Michael Sata's mausoleum is modelled on King Solomon's Temple in Jerusalem, aligning with his promise to govern according to the Ten Commandments. Inside, ten pillars represent Zambia's ten provinces. The commandments are inscribed in both English and Hebrew, and a portrait of Sata at St Ignatius Catholic Church commemorates his pronouncement. Outside, a stairway leads to an upper level whose steps bear the names of the 29 districts created during his presidency.

=== Rupiah Banda ===

Rupiah Banda was interred at Embassy Park in March 2022. His gravesite bears an epitaph: The world is diminished because he was here.
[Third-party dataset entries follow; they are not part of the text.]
pub mod commands;
pub mod config;
pub mod error;
pub mod hotkey;
pub mod pipeline;
pub mod triggers;

use anyhow::{Context, Result};
use clap::Parser;
use std::path::PathBuf;
use std::sync::atomic::AtomicBool;
use std::sync::Arc;
use std::time::Instant;
use tokio::sync::mpsc;
use tokio::time::MissedTickBehavior;
use tracing::info;

use ow_capture::{regions, FrameSource, ReplaySource, ScreenCapture};
use ow_haptics::MemoryLink;
use ow_vision::{RegionMatcher, TemplateStore};

use commands::{Flow, Host, HostCommand};
use config::Config;
use pipeline::Pipeline;

#[derive(Debug, Parser)]
#[command(name = "overstim", about = "Turns what happens on screen into haptic feedback")]
pub struct Args {
    /// JSON settings file
    #[arg(long, default_value = "overstim.json")]
    pub config: PathBuf,

    /// Directory holding t_<region>.png / m_<region>.png
    #[arg(long, default_value = "data")]
    pub data_dir: PathBuf,

    /// Play back a screenshot (or a directory of them) instead of capturing the screen
    #[arg(long)]
    pub replay: Option<PathBuf>,

    /// Number of simulated vibrators to drive. Output goes to in-memory
    /// devices only; no hardware is driven.
    #[arg(long, default_value_t = 1)]
    pub virtual_devices: u32,

    /// Start running as soon as the host is up
    #[arg(long)]
    pub autostart: bool,
}

fn build_pipeline(config: Config, args: &Args, estop: Arc<AtomicBool>) -> Result<Pipeline> {
    info!("Data directory: {}", args.data_dir.display());
    let store = TemplateStore::load(&args.data_dir, regions::ALL)
        .context("Failed to load templates")?;
    info!("Loaded {} templates", store.len());
    let matcher = RegionMatcher::with_default_regions(store)?;

    let source: Box<dyn FrameSource> = match &args.replay {
        Some(path) => Box::new(ReplaySource::open(path)?),
        None => Box::new(ScreenCapture::new()),
    };

    let link = Arc::new(MemoryLink::virtual_devices(args.virtual_devices));
    info!("Simulating {} device(s)", args.virtual_devices);

    Ok(Pipeline::new(config, Box::new(matcher), source, link, estop))
}

pub async fn run() -> Result<()> {
    tracing_subscriber::fmt()
        .with_env_filter(
            tracing_subscriber::EnvFilter::try_from_default_env().unwrap_or_else(|_| {
                "overstim=debug,ow_state=info,ow_haptics=info,ow_vision=info,ow_capture=info".into()
            }),
        )
        .init();

    let args = Args::parse();
    let estop = Arc::new(AtomicBool::new(false));

    let mut host = match Config::load(&args.config) {
        Ok(config) => {
            if let Some(combo) = config.key_combo() {
                hotkey::spawn_listener(combo, estop.clone());
            }
            Host::new(build_pipeline(config, &args, estop.clone())?, estop.clone())
        }
        Err(e) => Host::config_error(&e, estop.clone()),
    };

    let (tx, mut rx) = mpsc::channel(32);
    commands::spawn_stdin_reader(tx.clone());
    commands::spawn_ctrl_c(estop, tx);

    let clock = Instant::now();
    if args.autostart {
        host.handle(HostCommand::Start, 0.0).await;
    }

    let mut ticker = tokio::time::interval(host.tick_interval());
    ticker.set_missed_tick_behavior(MissedTickBehavior::Delay);

    loop {
        tokio::select! {
            cmd = rx.recv() => {
                let Some(cmd) = cmd else { break };
                let now = clock.elapsed().as_secs_f64();
                if host.handle(cmd, now).await == Flow::Quit {
                    break;
                }
            }
            _ = ticker.tick() => {
                host.tick(clock.elapsed().as_secs_f64()).await;
            }
        }
    }

    host.shutdown(clock.elapsed().as_secs_f64()).await;
    info!("Bye.");
    Ok(())
}
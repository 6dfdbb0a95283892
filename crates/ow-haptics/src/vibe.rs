use crate::PatternError;
use serde::{Deserialize, Serialize};

/// Step length for single-intensity vibes. Such a pattern only ever loops
/// onto itself, so the value just has to be positive.
pub const PERMANENT_STEP: f64 = 60.0;

#[derive(Debug, Clone, Copy, PartialEq, Serialize, Deserialize)]
pub struct Step {
    pub intensity: f64,
    /// Seconds
    pub duration: f64,
}

/// Non-empty sequence of steps, each with a positive duration.
///
/// Serialized as a list of `[intensity, seconds]` pairs.
#[derive(Debug, Clone, PartialEq, Serialize, Deserialize)]
#[serde(try_from = "Vec<(f64, f64)>", into = "Vec<(f64, f64)>")]
pub struct Pattern {
    steps: Vec<Step>,
}

impl Pattern {
    pub fn new(pairs: Vec<(f64, f64)>) -> Result<Self, PatternError> {
        if pairs.is_empty() {
            return Err(PatternError::Empty);
        }
        let mut steps = Vec::with_capacity(pairs.len());
        for (index, (intensity, duration)) in pairs.into_iter().enumerate() {
            if !intensity.is_finite() || !duration.is_finite() {
                return Err(PatternError::NonFinite { index });
            }
            if duration <= 0.0 {
                return Err(PatternError::NonPositiveDuration { index, duration });
            }
            steps.push(Step {
                intensity,
                duration,
            });
        }
        Ok(Self { steps })
    }

    /// One step at `intensity`
    pub fn constant(intensity: f64) -> Self {
        Self {
            steps: vec![Step {
                intensity,
                duration: PERMANENT_STEP,
            }],
        }
    }

    pub fn steps(&self) -> &[Step] {
        &self.steps
    }

    pub fn total_duration(&self) -> f64 {
        self.steps.iter().map(|s| s.duration).sum()
    }
}

impl TryFrom<Vec<(f64, f64)>> for Pattern {
    type Error = PatternError;

    fn try_from(pairs: Vec<(f64, f64)>) -> Result<Self, Self::Error> {
        Pattern::new(pairs)
    }
}

impl From<Pattern> for Vec<(f64, f64)> {
    fn from(p: Pattern) -> Self {
        p.steps.iter().map(|s| (s.intensity, s.duration)).collect()
    }
}

/// How long a vibe lives
#[derive(Debug, Clone, Copy, PartialEq)]
pub enum Lifetime {
    /// Until removed
    Permanent,
    /// For this many seconds
    Timed(f64),
    /// For this many passes through its pattern
    Looped(u32),
}

/// A pattern played from a point in time
#[derive(Debug, Clone, PartialEq)]
pub struct Vibe {
    pattern: Pattern,
    created_at: f64,
    expires_at: Option<f64>,
    step: usize,
    /// Absolute end time of each step in the current pass
    step_ends: Vec<f64>,
}

impl Vibe {
    pub fn new(pattern: Pattern, lifetime: Lifetime, now: f64) -> Self {
        let expires_at = match lifetime {
            Lifetime::Permanent => None,
            Lifetime::Timed(duration) => Some(now + duration),
            Lifetime::Looped(loops) => Some(now + pattern.total_duration() * loops as f64),
        };
        let step_ends = schedule(&pattern, now);
        Self {
            pattern,
            created_at: now,
            expires_at,
            step: 0,
            step_ends,
        }
    }

    pub fn created_at(&self) -> f64 {
        self.created_at
    }

    pub fn expires_at(&self) -> Option<f64> {
        self.expires_at
    }

    pub fn step(&self) -> usize {
        self.step
    }

    /// Intensity at `now`, or `None` once the vibe has expired.
    ///
    /// Steps advance as their end times pass. Running off the last step
    /// restarts the pattern at `now` instead of at the old pass's end, so a
    /// late query never plays steps that are already in the past.
    pub fn intensity_at(&mut self, now: f64) -> Option<f64> {
        if self.expires_at.is_some_and(|t| now >= t) {
            return None;
        }
        while now >= self.step_ends[self.step] {
            self.step += 1;
            if self.step == self.step_ends.len() {
                self.step = 0;
                self.step_ends = schedule(&self.pattern, now);
                // Steps shorter than the float resolution of `now` never end
                if self.step_ends.last().map_or(true, |&end| end <= now) {
                    break;
                }
            }
        }
        Some(self.pattern.steps[self.step].intensity)
    }
}

fn schedule(pattern: &Pattern, start: f64) -> Vec<f64> {
    let mut end = start;
    pattern
        .steps
        .iter()
        .map(|s| {
            end += s.duration;
            end
        })
        .collect()
}
use crate::device::{distribute, stop_all};
use crate::{DeviceError, DeviceLink, Lifetime, Pattern, Vibe};
use std::collections::BTreeMap;
use tracing::{debug, info, warn};

/// Intensities are compared and sent at this many decimal places
pub const INTENSITY_DECIMALS: i32 = 4;

#[derive(Debug, Clone, PartialEq)]
pub struct ManagerSettings {
    /// Ceiling for anything sent to devices, in [0, 1]
    pub max_intensity: f64,
    /// Multiply the summed intensity by `max_intensity` before clamping
    pub scale_by_max: bool,
    /// Device names that are never commanded
    pub excluded_devices: Vec<String>,
}

impl Default for ManagerSettings {
    fn default() -> Self {
        Self {
            max_intensity: 1.0,
            scale_by_max: false,
            excluded_devices: Vec::new(),
        }
    }
}

/// Owns every active vibe, keyed by trigger, and turns their sum into device
/// commands once per tick.
///
/// Starts stopped; nothing can be added until [`IntensityManager::start`].
#[derive(Debug)]
pub struct IntensityManager {
    settings: ManagerSettings,
    vibes: BTreeMap<String, Vec<Vibe>>,
    stopped: bool,
    stop_pending: bool,
    current_intensity: f64,
    applied_intensity: f64,
}

impl IntensityManager {
    pub fn new(settings: ManagerSettings) -> Self {
        Self {
            settings,
            vibes: BTreeMap::new(),
            stopped: true,
            stop_pending: false,
            current_intensity: 0.0,
            applied_intensity: 0.0,
        }
    }

    pub fn settings(&self) -> &ManagerSettings {
        &self.settings
    }

    pub fn is_stopped(&self) -> bool {
        self.stopped
    }

    /// Summed intensity as of the last recompute
    pub fn current_intensity(&self) -> f64 {
        self.current_intensity
    }

    /// Clamped intensity last sent to devices
    pub fn applied_intensity(&self) -> f64 {
        self.applied_intensity
    }

    pub fn start(&mut self) {
        self.stopped = false;
        self.stop_pending = false;
    }

    /// Clear every vibe and stop all devices on the next recompute.
    /// Repeated calls before that recompute still send one stop.
    pub fn stop(&mut self) {
        self.vibes.clear();
        if !self.stopped {
            self.stopped = true;
            self.stop_pending = true;
        }
    }

    pub fn emergency_stop(&mut self) {
        warn!("Emergency stop");
        self.stop();
    }

    /// Add a vibe under `trigger`. Ignored while stopped.
    pub fn add(&mut self, trigger: &str, pattern: Pattern, lifetime: Lifetime, now: f64) {
        if self.stopped {
            return;
        }
        self.vibes
            .entry(trigger.to_string())
            .or_default()
            .push(Vibe::new(pattern, lifetime, now));
    }

    pub fn add_permanent(&mut self, trigger: &str, intensity: f64, now: f64) {
        self.add(trigger, Pattern::constant(intensity), Lifetime::Permanent, now);
    }

    pub fn add_timed(&mut self, trigger: &str, intensity: f64, duration: f64, now: f64) {
        self.add(
            trigger,
            Pattern::constant(intensity),
            Lifetime::Timed(duration),
            now,
        );
    }

    pub fn remove_oldest(&mut self, trigger: &str) {
        self.remove_at(trigger, |_| 0);
    }

    pub fn remove_newest(&mut self, trigger: &str) {
        self.remove_at(trigger, |len| len - 1);
    }

    fn remove_at(&mut self, trigger: &str, index: impl FnOnce(usize) -> usize) {
        if let Some(vibes) = self.vibes.get_mut(trigger) {
            if !vibes.is_empty() {
                vibes.remove(index(vibes.len()));
            }
            if vibes.is_empty() {
                self.vibes.remove(trigger);
            }
        }
    }

    /// Make exactly one vibe exist under `trigger` iff `condition` holds
    pub fn toggle_to_condition(
        &mut self,
        trigger: &str,
        pattern: &Pattern,
        condition: bool,
        now: f64,
    ) {
        let exists = self.has_trigger(trigger);
        if condition && !exists {
            self.add(trigger, pattern.clone(), Lifetime::Permanent, now);
        } else if !condition && exists {
            self.remove_oldest(trigger);
        }
    }

    pub fn clear_all(&mut self) {
        self.vibes.clear();
    }

    /// Remove every trigger starting with `prefix`
    pub fn clear_prefix(&mut self, prefix: &str) {
        self.vibes.retain(|trigger, _| !trigger.starts_with(prefix));
    }

    pub fn has_trigger(&self, trigger: &str) -> bool {
        self.vibes.get(trigger).is_some_and(|v| !v.is_empty())
    }

    pub fn count(&self, trigger: &str) -> usize {
        self.vibes.get(trigger).map_or(0, Vec::len)
    }

    /// Whether a vibe under `trigger` was created less than `seconds` ago
    pub fn created_within(&self, trigger: &str, seconds: f64, now: f64) -> bool {
        self.vibes
            .get(trigger)
            .is_some_and(|v| v.iter().any(|vibe| vibe.created_at() > now - seconds))
    }

    /// Active triggers, with a multiplier when more than one vibe shares one
    pub fn active_triggers(&self) -> Vec<String> {
        self.vibes
            .iter()
            .map(|(trigger, vibes)| match vibes.len() {
                1 => trigger.clone(),
                n => format!("{} (x{})", trigger, n),
            })
            .collect()
    }

    /// Sum every live vibe at `now`, dropping expired ones
    fn sum_at(&mut self, now: f64) -> f64 {
        let mut total = 0.0;
        for vibes in self.vibes.values_mut() {
            vibes.retain_mut(|vibe| match vibe.intensity_at(now) {
                Some(intensity) => {
                    total += intensity;
                    true
                }
                None => false,
            });
        }
        self.vibes.retain(|_, vibes| !vibes.is_empty());
        total
    }

    /// Recompute the output at `now` and push it to devices when it changed.
    ///
    /// While stopped, the first call after a stop sends one stop to every
    /// device and later calls do nothing. Link-level failures are returned;
    /// per-device failures are isolated inside the device pass.
    pub async fn recompute_and_apply(
        &mut self,
        now: f64,
        link: &dyn DeviceLink,
    ) -> Result<(), DeviceError> {
        if self.stopped {
            self.current_intensity = 0.0;
            self.applied_intensity = 0.0;
            if self.stop_pending {
                let count = stop_all(link, &self.settings.excluded_devices).await?;
                self.stop_pending = false;
                info!("Stopped {} device(s)", count);
            }
            return Ok(());
        }

        let mut latest = self.sum_at(now);
        if self.settings.scale_by_max {
            latest *= self.settings.max_intensity;
        }
        let latest = round_to(latest, INTENSITY_DECIMALS).abs();
        if latest == self.current_intensity {
            return Ok(());
        }
        self.current_intensity = latest;

        let clamped = latest.clamp(0.0, self.settings.max_intensity);
        if clamped == latest {
            info!("Updated intensity: {}", latest);
        } else {
            info!("Updated intensity: {} ({})", latest, clamped);
        }

        if clamped != self.applied_intensity {
            self.applied_intensity = clamped;
            debug!("  {}", self.active_triggers().join(", "));
            distribute(
                link,
                &self.settings.excluded_devices,
                clamped,
                self.settings.max_intensity,
            )
            .await?;
        }
        Ok(())
    }
}

fn round_to(value: f64, decimals: i32) -> f64 {
    let scale = 10f64.powi(decimals);
    (value * scale).round() / scale
}

#[cfg(test)]
mod tests {
    use super::*;
    use crate::MemoryLink;

    fn running(settings: ManagerSettings) -> IntensityManager {
        let mut m = IntensityManager::new(settings);
        m.start();
        m
    }

    fn link() -> MemoryLink {
        MemoryLink::with_devices(vec![
            MemoryLink::device(1, "A", &[20]),
            MemoryLink::device(2, "B", &[10, 10]),
        ])
    }

    #[test]
    fn test_add_ignored_while_stopped() {
        let mut m = IntensityManager::new(ManagerSettings::default());
        m.add_permanent("being beamed", 0.3, 0.0);
        assert!(!m.has_trigger("being beamed"));
    }

    #[test]
    fn test_toggle_idempotent() {
        let mut m = running(ManagerSettings::default());
        let p = Pattern::constant(0.2);
        m.toggle_to_condition("being orbed", &p, true, 0.0);
        m.toggle_to_condition("being orbed", &p, true, 0.1);
        assert_eq!(m.count("being orbed"), 1);
        m.toggle_to_condition("being orbed", &p, false, 0.2);
        m.toggle_to_condition("being orbed", &p, false, 0.3);
        assert_eq!(m.count("being orbed"), 0);
        assert!(m.active_triggers().is_empty());
    }

    #[test]
    fn test_remove_oldest_and_newest() {
        let mut m = running(ManagerSettings::default());
        m.add_timed("elimination", 0.1, 3.0, 0.0);
        m.add_timed("elimination", 0.2, 3.0, 1.0);
        m.add_timed("elimination", 0.3, 3.0, 2.0);
        m.remove_oldest("elimination");
        assert_eq!(m.count("elimination"), 2);
        m.remove_newest("elimination");
        assert_eq!(m.count("elimination"), 1);
        // Only the vibe created at 1.0 is left
        assert!(m.created_within("elimination", 0.5, 1.4));
        assert!(!m.created_within("elimination", 0.5, 2.4));
        m.remove_newest("elimination");
        assert!(!m.has_trigger("elimination"));
        m.remove_newest("elimination");
    }

    #[test]
    fn test_created_within() {
        let mut m = running(ManagerSettings::default());
        m.add_timed("mercy resurrect", 0.5, 2.0, 10.0);
        assert!(m.created_within("mercy resurrect", 3.0, 12.9));
        assert!(!m.created_within("mercy resurrect", 3.0, 13.0));
        assert!(!m.created_within("other", 3.0, 10.0));
    }

    #[test]
    fn test_clear_prefix_only_touches_hero() {
        let mut m = running(ManagerSettings::default());
        m.add_permanent("mercy heal beam", 0.2, 0.0);
        m.add_permanent("mercy damage beam", 0.2, 0.0);
        m.add_permanent("being beamed", 0.1, 0.0);
        m.clear_prefix("mercy ");
        assert_eq!(m.active_triggers(), vec!["being beamed".to_string()]);
    }

    #[tokio::test]
    async fn test_elimination_vibe_expires() {
        let link = link();
        let mut m = running(ManagerSettings::default());
        m.add_timed("elimination", 0.1, 3.0, 10.0);

        m.recompute_and_apply(12.0, &link).await.unwrap();
        assert_eq!(m.current_intensity(), 0.1);
        assert_eq!(m.count("elimination"), 1);

        m.recompute_and_apply(13.01, &link).await.unwrap();
        assert_eq!(m.current_intensity(), 0.0);
        assert!(!m.has_trigger("elimination"));
        assert_eq!(link.levels(1), vec![0.0]);
    }

    #[tokio::test]
    async fn test_sum_is_clamped_to_max() {
        let link = link();
        let mut m = running(ManagerSettings {
            max_intensity: 0.5,
            ..ManagerSettings::default()
        });
        m.add_permanent("being beamed", 0.4, 0.0);
        m.add_permanent("mercy heal beam", 0.4, 0.0);
        m.recompute_and_apply(0.1, &link).await.unwrap();
        assert_eq!(m.current_intensity(), 0.8);
        assert_eq!(m.applied_intensity(), 0.5);
        assert_eq!(link.levels(1), vec![0.5]);
        assert_eq!(link.levels(2), vec![0.5, 0.5]);
    }

    #[tokio::test]
    async fn test_negative_sum_uses_magnitude() {
        let link = link();
        let mut m = running(ManagerSettings::default());
        m.add_permanent("hacked", -0.25, 0.0);
        m.recompute_and_apply(0.1, &link).await.unwrap();
        assert_eq!(m.current_intensity(), 0.25);
    }

    #[tokio::test]
    async fn test_scale_by_max() {
        let link = link();
        let mut m = running(ManagerSettings {
            max_intensity: 0.5,
            scale_by_max: true,
            ..ManagerSettings::default()
        });
        m.add_permanent("being orbed", 0.6, 0.0);
        m.recompute_and_apply(0.1, &link).await.unwrap();
        assert_eq!(m.applied_intensity(), 0.3);
    }

    #[tokio::test]
    async fn test_unchanged_intensity_skips_devices() {
        let link = link();
        let mut m = running(ManagerSettings::default());
        m.add_permanent("being beamed", 0.3, 0.0);
        m.recompute_and_apply(0.1, &link).await.unwrap();
        let sent = link.commands().len();
        m.recompute_and_apply(0.2, &link).await.unwrap();
        assert_eq!(link.commands().len(), sent);
    }

    #[tokio::test]
    async fn test_emergency_stop_sends_one_stop_per_device() {
        let link = link();
        let mut m = running(ManagerSettings::default());
        m.add_permanent("being beamed", 0.2, 0.0);
        m.add_timed("elimination", 0.1, 3.0, 0.0);
        m.add_timed("elimination", 0.1, 3.0, 0.5);
        m.recompute_and_apply(1.0, &link).await.unwrap();

        m.emergency_stop();
        m.emergency_stop();
        m.recompute_and_apply(1.1, &link).await.unwrap();
        m.recompute_and_apply(1.2, &link).await.unwrap();

        assert!(m.active_triggers().is_empty());
        assert_eq!(m.applied_intensity(), 0.0);
        assert_eq!(m.current_intensity(), 0.0);
        let mut stops = link.stops();
        stops.sort();
        assert_eq!(stops, vec![1, 2]);

        m.add_permanent("being beamed", 0.2, 1.3);
        assert!(!m.has_trigger("being beamed"));
    }

    #[tokio::test]
    async fn test_stop_retried_after_link_returns() {
        let link = link();
        let mut m = running(ManagerSettings::default());
        link.set_connected(false);
        m.stop();
        assert!(m.recompute_and_apply(0.0, &link).await.is_err());
        link.set_connected(true);
        m.recompute_and_apply(0.1, &link).await.unwrap();
        assert_eq!(link.stops().len(), 2);
    }

    #[test]
    fn test_round_to() {
        assert_eq!(round_to(0.1 + 0.2, 4), 0.3);
        assert_eq!(round_to(0.123456, 4), 0.1235);
    }
}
Although a mausoleum has been announced, as of mid‑2025 no dedicated structure has been constructed.

=== Kenneth Kaunda ===

Kenneth Kaunda, Zambia's first post-independence president, was buried at Embassy Park in July 2021 after a legal dispute over the burial location. The son had argued that his father had wished to be buried next to his wife. His grave is marked with the national motto "ONE ZAMBIA ONE NATION", reflecting his legacy of national unity. As of 2025, no mausoleum has been erected, though official resolutions suggest one may be built in the future.

=== Edgar Lungu ===

Following the death of Edgar Lungu on 5 June 2025 in Pretoria, South Africa, the sixth president of Zambia, the Zambian government initially announced plans to bury him at Embassy Park on 23 June 2025, alongside other former heads of state. However, on 18 June, Lungu's family abruptly halted the planned repatriation of his remains, citing a breach in the funeral agreement and reiterating the late president's alleged wish that President Hakainde Hichilema should not attend the funeral.

This dispute led to the cancellation of the state burial. On 20 June 2025, the family announced that Lungu would instead be buried in South Africa, making him the first former head of state from another country to be interred on South African soil.